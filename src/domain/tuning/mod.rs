// Gameplay tuning, kept apart from runtime/server configuration.

pub mod arena;
pub mod bot;
pub mod combat;
pub mod weapon;
// Room orchestration: lazily spawns and tracks one room task per room name.

use crate::domain::ports::StatsRepository;
use crate::domain::room::{Room, RoomPhase};
use crate::use_cases::game::room_task;
use crate::use_cases::{GameEvent, RoomUpdate};
use axum::extract::ws::Utf8Bytes;
use std::collections::HashMap;
use std::sync::Arc;
use std::time::Duration;
use tokio::sync::{broadcast, mpsc, watch, Notify, RwLock};
use tracing::info;

const MAX_ROOM_NAME_LEN: usize = 32;

/// Shared configuration for spawning room tasks.
#[derive(Debug, Clone)]
pub struct RoomSettings {
    /// Capacity for inbound player events.
    pub input_channel_capacity: usize,
    /// Capacity for broadcast room updates.
    pub update_broadcast_capacity: usize,
    /// Bot pass cadence while humans are present.
    pub tick_interval: Duration,
}

impl Default for RoomSettings {
    fn default() -> Self {
        Self {
            input_channel_capacity: 1024,
            update_broadcast_capacity: 128,
            tick_interval: Duration::from_millis(100),
        }
    }
}

#[derive(Debug, PartialEq, Eq)]
pub enum RegistryError {
    /// Room names are 1-32 characters of `[A-Za-z0-9_-]`.
    InvalidName,
}

/// Per-room channels.
#[derive(Clone)]
pub struct RoomHandle {
    pub room_id: Arc<str>,
    /// Sender for game events into the room task.
    pub input_tx: mpsc::Sender<GameEvent>,
    /// Broadcast sender for raw room updates.
    pub update_tx: broadcast::Sender<RoomUpdate>,
    /// Broadcast sender for serialized room updates.
    pub update_bytes_tx: broadcast::Sender<Utf8Bytes>,
    /// Latest serialized snapshot, replayed to lagging or new subscribers.
    pub latest_tx: watch::Sender<Utf8Bytes>,
    pub phase_rx: watch::Receiver<RoomPhase>,
    shutdown: Arc<Notify>,
}

/// Thread-safe registry of live rooms. Rooms are never removed once created.
pub struct RoomRegistry {
    settings: RoomSettings,
    stats: Arc<dyn StatsRepository>,
    rooms: RwLock<HashMap<String, RoomHandle>>,
}

impl RoomRegistry {
    pub fn new(settings: RoomSettings, stats: Arc<dyn StatsRepository>) -> Self {
        Self {
            settings,
            stats,
            rooms: RwLock::new(HashMap::new()),
        }
    }

    /// Returns the room's handle, creating and seeding the room on first use.
    ///
    /// `on_create` runs under the registry lock before any other caller can see the new room,
    /// so subscribers it attaches observe the room's first update. The flag is true when this
    /// call created the room.
    pub async fn get_or_create(
        &self,
        room_id: &str,
        on_create: impl FnOnce(&RoomHandle),
    ) -> Result<(RoomHandle, bool), RegistryError> {
        if !is_valid_room_name(room_id) {
            return Err(RegistryError::InvalidName);
        }
        if let Some(handle) = self.rooms.read().await.get(room_id) {
            return Ok((handle.clone(), false));
        }

        let mut rooms = self.rooms.write().await;
        // Another connection may have created it between the two locks.
        if let Some(handle) = rooms.get(room_id) {
            return Ok((handle.clone(), false));
        }

        let mut room = Room::new(room_id);
        room.seed_bots();

        let (input_tx, input_rx) = mpsc::channel::<GameEvent>(self.settings.input_channel_capacity);
        let (update_tx, _update_rx) =
            broadcast::channel::<RoomUpdate>(self.settings.update_broadcast_capacity);
        let (update_bytes_tx, _update_bytes_rx) =
            broadcast::channel::<Utf8Bytes>(self.settings.update_broadcast_capacity);
        let (latest_tx, _latest_rx) = watch::channel::<Utf8Bytes>(Utf8Bytes::from(""));
        let (phase_tx, phase_rx) = watch::channel(room.phase());
        let shutdown = Arc::new(Notify::new());

        tokio::spawn(room_task(
            room,
            input_rx,
            update_tx.clone(),
            phase_tx,
            Arc::clone(&self.stats),
            self.settings.tick_interval,
            Arc::clone(&shutdown),
        ));
        info!(room = room_id, "room created");

        let handle = RoomHandle {
            room_id: Arc::from(room_id),
            input_tx,
            update_tx,
            update_bytes_tx,
            latest_tx,
            phase_rx,
            shutdown,
        };
        on_create(&handle);
        rooms.insert(room_id.to_string(), handle.clone());
        Ok((handle, true))
    }

    pub async fn get(&self, room_id: &str) -> Option<RoomHandle> {
        self.rooms.read().await.get(room_id).cloned()
    }

    /// Room names with their current phase, sorted by name.
    pub async fn phases(&self) -> Vec<(String, RoomPhase)> {
        let rooms = self.rooms.read().await;
        let mut out: Vec<(String, RoomPhase)> = rooms
            .iter()
            .map(|(id, h)| (id.clone(), *h.phase_rx.borrow()))
            .collect();
        out.sort_by(|a, b| a.0.cmp(&b.0));
        out
    }

    /// Stops every room task; used on server shutdown.
    pub async fn shutdown_all(&self) {
        for handle in self.rooms.read().await.values() {
            handle.shutdown.notify_one();
        }
    }
}

pub fn is_valid_room_name(name: &str) -> bool {
    !name.is_empty()
        && name.len() <= MAX_ROOM_NAME_LEN
        && name
            .chars()
            .all(|c| c.is_ascii_alphanumeric() || c == '_' || c == '-')
}
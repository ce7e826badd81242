use std::time::Duration;

/// Bot steering tuning.
#[derive(Debug, Clone, Copy)]
pub struct BotTuning {
    /// Minimum time between two bot passes; also the timer step per pass.
    pub update_interval: Duration,

    /// Distance travelled per pass in world units.
    pub speed: f32,

    /// Seconds a bot keeps its heading before picking a new one.
    pub direction_change_after: f32,

    /// Living entities closer than this turn the bot around.
    pub avoid_radius: f32,
}

impl Default for BotTuning {
    fn default() -> Self {
        Self {
            update_interval: Duration::from_millis(100),
            speed: 3.0,
            direction_change_after: 3.0,
            avoid_radius: 100.0,
        }
    }
}
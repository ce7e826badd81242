// Authoritative per-room state: roster, bullets, scores and chat log.

use super::state::{
    BotState, Bullet, BulletSnapshot, BulletSpec, ChatMessage, Entity, EntityId, EntityKind,
    EntitySnapshot, HumanState, PlayerInfo, Pose, RoomSnapshot, SpawnPoint,
};
use super::systems::bots;
use super::tuning::arena::{ArenaTuning, BOT_NAMES, SPAWN_POINTS};
use super::tuning::bot::BotTuning;
use super::tuning::combat::CombatTuning;
use super::tuning::weapon::{self, DEFAULT_WEAPON};
use rand::rngs::StdRng;
use rand::{Rng, SeedableRng};
use std::collections::{HashMap, VecDeque};
use std::f32::consts::TAU;
use std::time::Instant;

/// Longest chat line kept; longer lines are truncated.
const MAX_CHAT_CHARS: usize = 200;

#[derive(Debug, Clone, Copy, PartialEq, Eq)]
pub enum RoomPhase {
    /// Created, nothing seeded yet.
    Empty,
    /// Bots seeded, no humans connected.
    Populating,
    /// At least one human connected.
    Active,
}

impl RoomPhase {
    pub fn as_str(self) -> &'static str {
        match self {
            RoomPhase::Empty => "empty",
            RoomPhase::Populating => "populating",
            RoomPhase::Active => "active",
        }
    }
}

#[derive(Debug, Clone, Copy, PartialEq, Eq)]
pub enum RoomError {
    UnknownEntity,
    InvalidInput,
}

#[derive(Debug, Clone, Copy, PartialEq, Eq)]
pub enum ChatOutcome {
    Appended,
    Muted,
    Blank,
    UnknownSender,
}

pub struct Room {
    name: String,
    entities: HashMap<EntityId, Entity>,
    bullets: Vec<Bullet>,
    scores: HashMap<EntityId, u32>,
    chat_log: VecDeque<ChatMessage>,
    phase: RoomPhase,
    last_bot_update: Option<Instant>,
    spawn_pool: Vec<(f32, f32)>,
    rng: StdRng,
    pub arena: ArenaTuning,
    pub bot_tuning: BotTuning,
    pub combat: CombatTuning,
}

(What is required):
Beginning at the first line above, repeat exactly until the line containing "use crate::domain::ports::StatsRepository;", which is included.

(Answer for this exercise):
filename src/domain/tuning/mod.rs
// Gameplay tuning, kept apart from runtime/server configuration.

pub mod arena;
pub mod bot;
pub mod combat;
pub mod weapon;
// Room orchestration: lazily spawns and tracks one room task per room name.

use crate::domain::ports::StatsRepository;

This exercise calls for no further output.